**Description of the task:**
Your answer should be only the lines below from the one with "filename src/presentation/input.rs" to the one with "app.submit();", repeated exactly, ends included.

● ● ●

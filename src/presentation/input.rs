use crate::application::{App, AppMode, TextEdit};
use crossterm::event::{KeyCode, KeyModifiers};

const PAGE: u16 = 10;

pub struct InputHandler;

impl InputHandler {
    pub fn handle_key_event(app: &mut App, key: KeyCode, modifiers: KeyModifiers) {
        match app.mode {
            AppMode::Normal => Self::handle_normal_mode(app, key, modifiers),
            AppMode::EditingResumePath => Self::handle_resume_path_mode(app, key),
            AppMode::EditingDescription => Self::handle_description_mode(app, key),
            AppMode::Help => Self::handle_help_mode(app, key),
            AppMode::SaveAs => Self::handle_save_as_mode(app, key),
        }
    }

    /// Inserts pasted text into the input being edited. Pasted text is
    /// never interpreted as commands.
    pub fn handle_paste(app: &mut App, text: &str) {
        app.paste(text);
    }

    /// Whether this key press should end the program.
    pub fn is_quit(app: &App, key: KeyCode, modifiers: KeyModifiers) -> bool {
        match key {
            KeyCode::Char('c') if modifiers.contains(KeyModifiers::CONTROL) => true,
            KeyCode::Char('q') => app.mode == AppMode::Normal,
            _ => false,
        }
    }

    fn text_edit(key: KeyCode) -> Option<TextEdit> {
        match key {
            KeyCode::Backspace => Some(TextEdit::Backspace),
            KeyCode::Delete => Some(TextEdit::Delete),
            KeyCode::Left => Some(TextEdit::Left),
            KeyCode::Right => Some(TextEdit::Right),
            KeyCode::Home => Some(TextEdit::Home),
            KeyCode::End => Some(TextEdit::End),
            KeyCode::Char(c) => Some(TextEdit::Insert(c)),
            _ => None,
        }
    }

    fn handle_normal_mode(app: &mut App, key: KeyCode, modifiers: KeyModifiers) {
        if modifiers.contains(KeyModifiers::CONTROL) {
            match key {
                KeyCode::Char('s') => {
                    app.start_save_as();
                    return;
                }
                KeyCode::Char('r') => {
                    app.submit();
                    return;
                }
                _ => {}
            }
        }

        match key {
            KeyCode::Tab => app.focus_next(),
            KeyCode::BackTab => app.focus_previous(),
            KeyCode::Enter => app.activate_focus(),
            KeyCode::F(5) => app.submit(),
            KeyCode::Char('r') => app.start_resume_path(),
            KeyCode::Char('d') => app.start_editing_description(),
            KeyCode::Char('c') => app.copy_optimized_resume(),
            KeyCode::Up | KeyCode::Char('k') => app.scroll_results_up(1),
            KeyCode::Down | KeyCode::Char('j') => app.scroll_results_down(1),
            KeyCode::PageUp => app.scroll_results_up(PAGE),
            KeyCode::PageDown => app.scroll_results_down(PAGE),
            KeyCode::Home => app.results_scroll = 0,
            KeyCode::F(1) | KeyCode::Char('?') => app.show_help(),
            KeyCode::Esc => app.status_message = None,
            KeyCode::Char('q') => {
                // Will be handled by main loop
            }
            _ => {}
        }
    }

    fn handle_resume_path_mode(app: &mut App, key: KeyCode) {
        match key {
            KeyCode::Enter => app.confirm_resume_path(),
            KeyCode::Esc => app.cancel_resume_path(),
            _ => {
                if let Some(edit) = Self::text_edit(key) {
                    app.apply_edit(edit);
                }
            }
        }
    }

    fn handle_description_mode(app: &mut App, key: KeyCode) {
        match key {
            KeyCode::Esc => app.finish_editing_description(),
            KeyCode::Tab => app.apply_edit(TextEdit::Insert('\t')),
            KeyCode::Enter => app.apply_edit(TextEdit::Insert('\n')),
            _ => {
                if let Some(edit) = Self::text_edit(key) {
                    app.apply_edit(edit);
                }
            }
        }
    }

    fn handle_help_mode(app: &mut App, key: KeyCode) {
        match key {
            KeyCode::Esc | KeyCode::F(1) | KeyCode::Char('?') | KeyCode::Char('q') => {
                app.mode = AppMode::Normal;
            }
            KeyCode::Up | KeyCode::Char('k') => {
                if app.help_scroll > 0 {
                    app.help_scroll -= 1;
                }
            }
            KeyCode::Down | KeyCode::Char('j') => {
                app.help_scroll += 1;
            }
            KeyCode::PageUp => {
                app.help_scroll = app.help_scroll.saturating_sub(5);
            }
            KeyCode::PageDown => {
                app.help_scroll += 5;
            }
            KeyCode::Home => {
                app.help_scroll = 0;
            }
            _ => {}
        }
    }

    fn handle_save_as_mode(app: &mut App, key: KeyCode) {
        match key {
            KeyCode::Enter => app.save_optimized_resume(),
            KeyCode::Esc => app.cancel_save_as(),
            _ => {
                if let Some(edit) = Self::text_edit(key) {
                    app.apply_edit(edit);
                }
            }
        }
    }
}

● ● ●

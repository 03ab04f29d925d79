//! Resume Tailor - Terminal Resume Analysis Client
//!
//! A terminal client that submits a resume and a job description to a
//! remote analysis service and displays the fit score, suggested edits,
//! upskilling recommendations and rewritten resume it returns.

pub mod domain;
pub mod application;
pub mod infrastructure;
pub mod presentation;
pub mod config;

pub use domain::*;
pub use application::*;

● ● ●

**Solution for this task:**
filename src/presentation/input.rs
use crate::application::{App, AppMode, TextEdit};
use crossterm::event::{KeyCode, KeyModifiers};

const PAGE: u16 = 10;

pub struct InputHandler;

impl InputHandler {
    pub fn handle_key_event(app: &mut App, key: KeyCode, modifiers: KeyModifiers) {
        match app.mode {
            AppMode::Normal => Self::handle_normal_mode(app, key, modifiers),
            AppMode::EditingResumePath => Self::handle_resume_path_mode(app, key),
            AppMode::EditingDescription => Self::handle_description_mode(app, key),
            AppMode::Help => Self::handle_help_mode(app, key),
            AppMode::SaveAs => Self::handle_save_as_mode(app, key),
        }
    }

    /// Inserts pasted text into the input being edited. Pasted text is
    /// never interpreted as commands.
    pub fn handle_paste(app: &mut App, text: &str) {
        app.paste(text);
    }

    /// Whether this key press should end the program.
    pub fn is_quit(app: &App, key: KeyCode, modifiers: KeyModifiers) -> bool {
        match key {
            KeyCode::Char('c') if modifiers.contains(KeyModifiers::CONTROL) => true,
            KeyCode::Char('q') => app.mode == AppMode::Normal,
            _ => false,
        }
    }

    fn text_edit(key: KeyCode) -> Option<TextEdit> {
        match key {
            KeyCode::Backspace => Some(TextEdit::Backspace),
            KeyCode::Delete => Some(TextEdit::Delete),
            KeyCode::Left => Some(TextEdit::Left),
            KeyCode::Right => Some(TextEdit::Right),
            KeyCode::Home => Some(TextEdit::Home),
            KeyCode::End => Some(TextEdit::End),
            KeyCode::Char(c) => Some(TextEdit::Insert(c)),
            _ => None,
        }
    }

    fn handle_normal_mode(app: &mut App, key: KeyCode, modifiers: KeyModifiers) {
        if modifiers.contains(KeyModifiers::CONTROL) {
            match key {
                KeyCode::Char('s') => {
                    app.start_save_as();
                    return;
                }
                KeyCode::Char('r') => {
                    app.submit();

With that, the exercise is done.